# Problem statement
Your response should be a copy of each line in the listing below that includes the word "static".

# Provided material
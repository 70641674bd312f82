//! Built-in member server.
//!
//! # Responsibilities
//! - Join the discovery service when bootstrapping a new cluster through it
//! - Check this member is part of the initial cluster
//! - Create the `member` directory that marks the data directory as a member
//! - Serve `/members`, `/health` and `/version` on peer and client routers

use std::path::Path;
use std::sync::atomic::{AtomicBool, Ordering};
use std::sync::Arc;

use async_trait::async_trait;
use axum::extract::State;
use axum::routing::get;
use axum::{Json, Router};
use serde::Serialize;
use tokio::sync::watch;

use crate::cluster::discovery::Discovery;
use crate::cluster::urls::{NodeUrl, PeerUrlMap};
use crate::member::{MemberConfig, MemberError, MemberServer, MemberServerFactory};
use crate::proxy::query::{RemoteCluster, RemoteMember};

/// A member that serves its view of the initial cluster.
pub struct LocalMember {
    config: MemberConfig,
    members: PeerUrlMap,
    started: AtomicBool,
    stopped: watch::Sender<bool>,
}

#[derive(Clone)]
struct MemberState {
    member: Arc<LocalMember>,
}

#[derive(Debug, Serialize)]
struct Health {
    health: &'static str,
}

#[derive(Debug, Serialize)]
struct Version {
    server: &'static str,
    cluster: String,
}

impl LocalMember {
    fn new(config: MemberConfig, members: PeerUrlMap) -> Self {
        let (stopped, _) = watch::channel(false);
        Self {
            config,
            members,
            started: AtomicBool::new(false),
            stopped,
        }
    }

    fn cluster(&self) -> RemoteCluster {
        let members = self
            .members
            .iter()
            .map(|(name, peer_urls)| RemoteMember {
                name: name.to_string(),
                peer_urls: peer_urls.iter().map(NodeUrl::to_string).collect(),
                client_urls: if name == self.config.name {
                    self.config.client_urls.iter().map(NodeUrl::to_string).collect()
                } else {
                    Vec::new()
                },
            })
            .collect();
        RemoteCluster { members }
    }

    fn router(self: &Arc<Self>) -> Router {
        Router::new()
            .route("/members", get(members_handler))
            .route("/health", get(health_handler))
            .route("/version", get(version_handler))
            .with_state(MemberState {
                member: self.clone(),
            })
    }
}

async fn members_handler(State(state): State<MemberState>) -> Json<RemoteCluster> {
    Json(state.member.cluster())
}

async fn health_handler(State(state): State<MemberState>) -> Json<Health> {
    let stopped = *state.member.stopped.borrow();
    Json(Health {
        health: if stopped { "false" } else { "true" },
    })
}

async fn version_handler(State(state): State<MemberState>) -> Json<Version> {
    Json(Version {
        server: env!("CARGO_PKG_VERSION"),
        cluster: state.member.config.token.clone(),
    })
}

/// Shared handle returned to the orchestrator.
struct LocalMemberHandle(Arc<LocalMember>);

impl MemberServer for LocalMemberHandle {
    fn start(&self) {
        if self.0.started.swap(true, Ordering::SeqCst) {
            return;
        }
        tracing::info!(
            name = %self.0.config.name,
            cluster = %self.0.members,
            election_ticks = self.0.config.election_ticks,
            tick = ?self.0.config.tick,
            "Member started"
        );
    }

    fn stop(&self) {
        if self.0.stopped.send_replace(true) {
            return;
        }
        tracing::info!(name = %self.0.config.name, "Member stopped");
    }

    fn stop_notify(&self) -> watch::Receiver<bool> {
        self.0.stopped.subscribe()
    }

    fn peer_router(&self) -> Router {
        self.0.router()
    }

    fn client_router(&self) -> Router {
        self.0.router()
    }
}

/// Builds [`LocalMember`]s.
pub struct LocalMemberFactory {
    discovery: Arc<dyn Discovery>,
}

impl LocalMemberFactory {
    pub fn new(discovery: Arc<dyn Discovery>) -> Self {
        Self { discovery }
    }

    async fn initial_members(&self, config: &MemberConfig) -> Result<PeerUrlMap, MemberError> {
        match &config.discovery_url {
            Some(durl) if config.new_cluster => {
                let cluster = self
                    .discovery
                    .join_cluster(
                        durl,
                        config.discovery_proxy.as_deref(),
                        &config.name,
                        &config.peer_urls,
                    )
                    .await?;
                PeerUrlMap::parse(&cluster).map_err(MemberError::Cluster)
            }
            _ => Ok(config.initial_peers.clone()),
        }
    }
}

#[async_trait]
impl MemberServerFactory for LocalMemberFactory {
    async fn create(&self, config: MemberConfig) -> Result<Arc<dyn MemberServer>, MemberError> {
        let members = if config.force_new_cluster {
            PeerUrlMap::single(config.name.clone(), config.peer_urls.clone())
        } else {
            self.initial_members(&config).await?
        };

        if members.get(&config.name).is_none() {
            return Err(MemberError::NotInCluster {
                name: config.name.clone(),
                cluster: members.to_string(),
            });
        }

        let member_dir = config.member_dir();
        create_private_dir(&member_dir).map_err(|source| MemberError::DataDir {
            path: member_dir.clone(),
            source,
        })?;

        tracing::info!(
            name = %config.name,
            data_dir = %config.data_dir.display(),
            snap_count = config.snap_count,
            max_snap_files = config.max_snap_files,
            max_wal_files = config.max_wal_files,
            new_cluster = config.new_cluster,
            "Member configured"
        );

        Ok(Arc::new(LocalMemberHandle(Arc::new(LocalMember::new(config, members)))))
    }
}

/// Create a directory (and parents) readable only by the owner.
pub(crate) fn create_private_dir(path: &Path) -> std::io::Result<()> {
    let mut builder = std::fs::DirBuilder::new();
    builder.recursive(true);
    #[cfg(unix)]
    {
        use std::os::unix::fs::DirBuilderExt;
        builder.mode(0o700);
    }
    builder.create(path)
}
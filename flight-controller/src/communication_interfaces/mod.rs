pub mod motors_api;
pub mod serial;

# Reply to the task
    health: &'static str,
    server: &'static str,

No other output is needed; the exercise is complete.